• Task statement
The result should be every line of the listing that contains "exists".

• Input data
*** Block opens ***

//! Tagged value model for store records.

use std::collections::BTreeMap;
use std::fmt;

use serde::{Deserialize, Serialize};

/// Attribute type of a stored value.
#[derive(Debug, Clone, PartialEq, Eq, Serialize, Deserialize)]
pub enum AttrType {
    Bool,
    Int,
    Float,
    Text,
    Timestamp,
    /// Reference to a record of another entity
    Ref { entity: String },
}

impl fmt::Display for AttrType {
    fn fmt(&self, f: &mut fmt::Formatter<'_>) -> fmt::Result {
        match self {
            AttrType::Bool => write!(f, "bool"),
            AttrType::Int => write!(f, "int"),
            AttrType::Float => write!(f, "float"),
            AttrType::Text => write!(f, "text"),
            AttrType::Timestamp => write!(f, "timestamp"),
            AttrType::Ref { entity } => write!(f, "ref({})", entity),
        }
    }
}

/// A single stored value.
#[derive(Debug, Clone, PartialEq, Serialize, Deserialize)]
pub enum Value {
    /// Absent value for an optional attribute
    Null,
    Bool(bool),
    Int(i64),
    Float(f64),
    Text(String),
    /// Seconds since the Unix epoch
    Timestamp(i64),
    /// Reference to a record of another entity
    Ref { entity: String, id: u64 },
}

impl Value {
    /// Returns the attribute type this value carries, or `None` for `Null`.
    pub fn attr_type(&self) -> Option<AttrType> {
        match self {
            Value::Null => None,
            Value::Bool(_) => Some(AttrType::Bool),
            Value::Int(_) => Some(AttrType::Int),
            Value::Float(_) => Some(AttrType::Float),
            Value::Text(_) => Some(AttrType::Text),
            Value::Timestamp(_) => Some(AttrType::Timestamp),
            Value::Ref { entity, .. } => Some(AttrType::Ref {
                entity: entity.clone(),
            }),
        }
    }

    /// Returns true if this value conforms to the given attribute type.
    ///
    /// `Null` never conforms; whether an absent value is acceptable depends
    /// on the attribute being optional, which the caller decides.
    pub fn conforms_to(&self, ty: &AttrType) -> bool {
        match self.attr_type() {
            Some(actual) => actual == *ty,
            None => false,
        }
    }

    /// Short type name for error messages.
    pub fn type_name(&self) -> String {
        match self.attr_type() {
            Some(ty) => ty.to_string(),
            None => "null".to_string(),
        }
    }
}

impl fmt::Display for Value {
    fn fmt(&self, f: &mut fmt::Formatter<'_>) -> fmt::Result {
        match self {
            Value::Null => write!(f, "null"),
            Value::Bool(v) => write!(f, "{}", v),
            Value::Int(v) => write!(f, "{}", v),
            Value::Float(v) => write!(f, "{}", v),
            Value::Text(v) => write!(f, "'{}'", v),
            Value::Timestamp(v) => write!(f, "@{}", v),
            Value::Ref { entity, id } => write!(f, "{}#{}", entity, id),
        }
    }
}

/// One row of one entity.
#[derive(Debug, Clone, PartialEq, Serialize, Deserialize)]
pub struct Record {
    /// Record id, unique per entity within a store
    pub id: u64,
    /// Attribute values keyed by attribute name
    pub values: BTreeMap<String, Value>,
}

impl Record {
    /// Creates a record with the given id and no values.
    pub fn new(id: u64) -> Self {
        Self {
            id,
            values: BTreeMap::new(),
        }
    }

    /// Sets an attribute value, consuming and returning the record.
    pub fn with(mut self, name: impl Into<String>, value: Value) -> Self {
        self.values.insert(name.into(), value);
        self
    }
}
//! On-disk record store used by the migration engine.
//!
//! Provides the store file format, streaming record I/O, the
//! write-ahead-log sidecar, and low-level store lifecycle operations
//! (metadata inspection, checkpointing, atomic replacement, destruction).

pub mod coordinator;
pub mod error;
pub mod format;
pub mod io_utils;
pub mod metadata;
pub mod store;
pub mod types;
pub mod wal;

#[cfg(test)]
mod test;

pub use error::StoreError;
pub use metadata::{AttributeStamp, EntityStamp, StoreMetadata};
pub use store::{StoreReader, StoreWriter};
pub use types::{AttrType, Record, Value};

*** Block closes ***
*** Block opens ***

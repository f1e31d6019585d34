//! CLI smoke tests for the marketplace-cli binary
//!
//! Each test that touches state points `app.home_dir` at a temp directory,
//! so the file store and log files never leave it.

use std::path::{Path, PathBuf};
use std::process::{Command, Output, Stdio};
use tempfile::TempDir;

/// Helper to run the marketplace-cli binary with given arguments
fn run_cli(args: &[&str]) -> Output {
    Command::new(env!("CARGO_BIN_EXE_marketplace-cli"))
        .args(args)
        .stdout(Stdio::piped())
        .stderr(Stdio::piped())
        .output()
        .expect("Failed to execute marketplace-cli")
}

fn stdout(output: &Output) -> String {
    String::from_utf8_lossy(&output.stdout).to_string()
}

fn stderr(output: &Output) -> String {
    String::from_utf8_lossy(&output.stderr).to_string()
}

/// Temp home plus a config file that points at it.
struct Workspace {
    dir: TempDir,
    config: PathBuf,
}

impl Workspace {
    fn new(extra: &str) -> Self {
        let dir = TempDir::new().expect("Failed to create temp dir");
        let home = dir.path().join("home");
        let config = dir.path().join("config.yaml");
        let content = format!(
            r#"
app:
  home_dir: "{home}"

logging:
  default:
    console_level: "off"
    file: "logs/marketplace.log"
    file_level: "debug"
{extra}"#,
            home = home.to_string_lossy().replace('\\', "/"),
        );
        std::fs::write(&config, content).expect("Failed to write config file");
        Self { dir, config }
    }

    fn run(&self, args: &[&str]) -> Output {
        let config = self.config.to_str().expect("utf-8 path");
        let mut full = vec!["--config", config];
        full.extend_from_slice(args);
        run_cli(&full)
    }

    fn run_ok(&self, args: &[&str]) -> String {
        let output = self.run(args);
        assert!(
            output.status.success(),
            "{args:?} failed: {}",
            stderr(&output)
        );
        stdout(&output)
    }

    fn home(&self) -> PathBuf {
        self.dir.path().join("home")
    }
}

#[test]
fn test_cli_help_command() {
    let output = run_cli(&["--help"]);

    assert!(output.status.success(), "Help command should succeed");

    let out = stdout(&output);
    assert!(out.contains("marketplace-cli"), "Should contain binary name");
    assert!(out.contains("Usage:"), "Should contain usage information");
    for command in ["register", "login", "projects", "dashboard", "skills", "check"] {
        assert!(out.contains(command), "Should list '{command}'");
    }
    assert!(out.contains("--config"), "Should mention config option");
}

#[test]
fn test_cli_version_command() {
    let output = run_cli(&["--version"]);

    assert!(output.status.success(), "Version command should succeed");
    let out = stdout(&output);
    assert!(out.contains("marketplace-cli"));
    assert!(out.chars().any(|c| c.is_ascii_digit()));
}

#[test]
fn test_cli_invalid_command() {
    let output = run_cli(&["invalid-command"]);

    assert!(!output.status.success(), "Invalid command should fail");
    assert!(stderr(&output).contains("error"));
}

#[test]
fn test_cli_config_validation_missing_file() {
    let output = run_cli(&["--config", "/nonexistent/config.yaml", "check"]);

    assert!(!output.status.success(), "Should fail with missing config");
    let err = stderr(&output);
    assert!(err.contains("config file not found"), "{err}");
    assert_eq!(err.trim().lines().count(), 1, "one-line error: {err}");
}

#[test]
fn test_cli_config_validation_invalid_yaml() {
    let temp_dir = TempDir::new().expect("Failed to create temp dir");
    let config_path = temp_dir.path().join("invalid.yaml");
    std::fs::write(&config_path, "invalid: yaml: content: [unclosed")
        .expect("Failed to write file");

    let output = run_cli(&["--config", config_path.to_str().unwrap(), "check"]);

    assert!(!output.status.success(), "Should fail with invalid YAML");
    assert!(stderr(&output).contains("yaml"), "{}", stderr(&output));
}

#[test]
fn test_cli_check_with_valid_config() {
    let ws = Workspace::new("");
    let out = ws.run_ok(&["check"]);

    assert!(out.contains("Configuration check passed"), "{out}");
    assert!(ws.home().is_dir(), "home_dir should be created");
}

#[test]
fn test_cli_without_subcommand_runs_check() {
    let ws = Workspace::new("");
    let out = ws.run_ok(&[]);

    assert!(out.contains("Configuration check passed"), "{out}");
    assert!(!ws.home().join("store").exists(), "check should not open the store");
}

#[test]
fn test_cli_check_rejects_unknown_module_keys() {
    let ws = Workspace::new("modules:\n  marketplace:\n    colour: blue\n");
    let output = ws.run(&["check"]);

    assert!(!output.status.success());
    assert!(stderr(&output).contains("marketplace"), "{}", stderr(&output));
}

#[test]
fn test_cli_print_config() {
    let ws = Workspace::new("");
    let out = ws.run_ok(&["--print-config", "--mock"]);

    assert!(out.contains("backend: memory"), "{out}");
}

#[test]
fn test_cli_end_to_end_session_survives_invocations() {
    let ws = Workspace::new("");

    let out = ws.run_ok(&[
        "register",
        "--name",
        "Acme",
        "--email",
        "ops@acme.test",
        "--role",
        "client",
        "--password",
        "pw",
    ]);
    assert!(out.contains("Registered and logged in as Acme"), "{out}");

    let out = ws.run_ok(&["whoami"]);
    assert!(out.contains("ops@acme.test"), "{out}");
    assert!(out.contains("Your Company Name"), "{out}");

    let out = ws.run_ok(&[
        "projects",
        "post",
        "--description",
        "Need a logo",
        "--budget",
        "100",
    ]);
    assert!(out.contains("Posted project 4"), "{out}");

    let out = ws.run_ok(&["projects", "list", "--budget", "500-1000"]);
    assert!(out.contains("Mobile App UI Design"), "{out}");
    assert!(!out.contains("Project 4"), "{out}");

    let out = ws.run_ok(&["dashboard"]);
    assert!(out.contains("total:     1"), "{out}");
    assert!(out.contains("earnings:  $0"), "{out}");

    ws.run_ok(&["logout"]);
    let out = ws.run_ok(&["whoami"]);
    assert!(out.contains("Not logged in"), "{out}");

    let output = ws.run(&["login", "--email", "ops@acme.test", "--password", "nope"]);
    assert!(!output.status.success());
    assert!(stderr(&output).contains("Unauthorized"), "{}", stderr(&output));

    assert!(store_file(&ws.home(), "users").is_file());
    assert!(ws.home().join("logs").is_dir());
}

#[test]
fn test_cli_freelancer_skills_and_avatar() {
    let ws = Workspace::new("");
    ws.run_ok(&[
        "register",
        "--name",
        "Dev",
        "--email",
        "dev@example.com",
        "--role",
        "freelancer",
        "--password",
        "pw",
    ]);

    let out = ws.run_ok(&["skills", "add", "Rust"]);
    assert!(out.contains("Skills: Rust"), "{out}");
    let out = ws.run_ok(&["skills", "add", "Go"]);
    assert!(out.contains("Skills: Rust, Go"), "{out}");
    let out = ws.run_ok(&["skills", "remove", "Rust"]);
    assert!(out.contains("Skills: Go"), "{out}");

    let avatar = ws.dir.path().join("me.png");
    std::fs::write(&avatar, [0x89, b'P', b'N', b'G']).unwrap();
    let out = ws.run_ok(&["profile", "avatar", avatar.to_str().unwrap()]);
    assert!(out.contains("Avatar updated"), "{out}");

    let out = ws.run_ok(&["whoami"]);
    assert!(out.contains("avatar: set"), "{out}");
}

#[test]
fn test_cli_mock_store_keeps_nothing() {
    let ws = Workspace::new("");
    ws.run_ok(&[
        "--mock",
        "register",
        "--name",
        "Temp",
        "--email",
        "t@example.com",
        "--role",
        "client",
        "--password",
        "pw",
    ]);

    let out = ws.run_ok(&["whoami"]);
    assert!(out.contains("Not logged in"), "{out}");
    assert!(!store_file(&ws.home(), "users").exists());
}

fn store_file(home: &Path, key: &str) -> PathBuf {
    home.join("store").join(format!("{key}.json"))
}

*** Block closes ***

• Response to the exercise
    assert!(!ws.home().join("store").exists(), "check should not open the store");
    assert!(!store_file(&ws.home(), "users").exists());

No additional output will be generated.